Потом там что-то переменилось; плеск сделался реже, сильнее, иллюминаторы посветлели, а катер стало так болтать из стороны в сторону, что мне приходилось то и дело хвататься руками за всевозможные железные выступы в его урчащем чреве. В «машину» не то спустился, не то свалился матрос-моторист; он еще толком не протрезвел, но уже вполне годился для слежения за помпой. Я выбрался на палубу и очутился в окружении водяных валов и провалов. Сваленная на корме кора пропиталась дождем; слабо закрепленные тючки съехали к левому борту; катер дал небольшой крен, и капитан так вел его по пенистым гребням, чтобы давление ветра уравновешивало наше маленькое суденышко.

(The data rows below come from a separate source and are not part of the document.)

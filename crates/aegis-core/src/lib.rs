//! Core aegis library (session bridge, hosted provider, callback handling).

pub mod callback;
pub mod config;
pub mod hosted;
pub mod session;
pub mod storage;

Густой ровный дождь сменился редкой порывистой моросью, воздух несколько просветлел, капитан высмотрел какие-то береговые ориентиры, взял точное направление, но ставить катер против ветра было рискованно; когда это случалось, его нос сперва устремлялся в темный, вогнутый как линза, провал, а потом так глубоко зарывался в полутораметровую волну, что вода шумно обрушивалась на бак и, ударив в иллюминаторы капитанской рубки, прокатывалась по всей палубе до самой кормы. Бабки с мешками сидели в крошечном кубрике за рубкой, и сквозь верхние иллюминаторы я видел, как после каждой волны они поправляют свои белые, в мелкий черный горошек, платки, и крестят лбы бурыми заскорузлыми пальцами.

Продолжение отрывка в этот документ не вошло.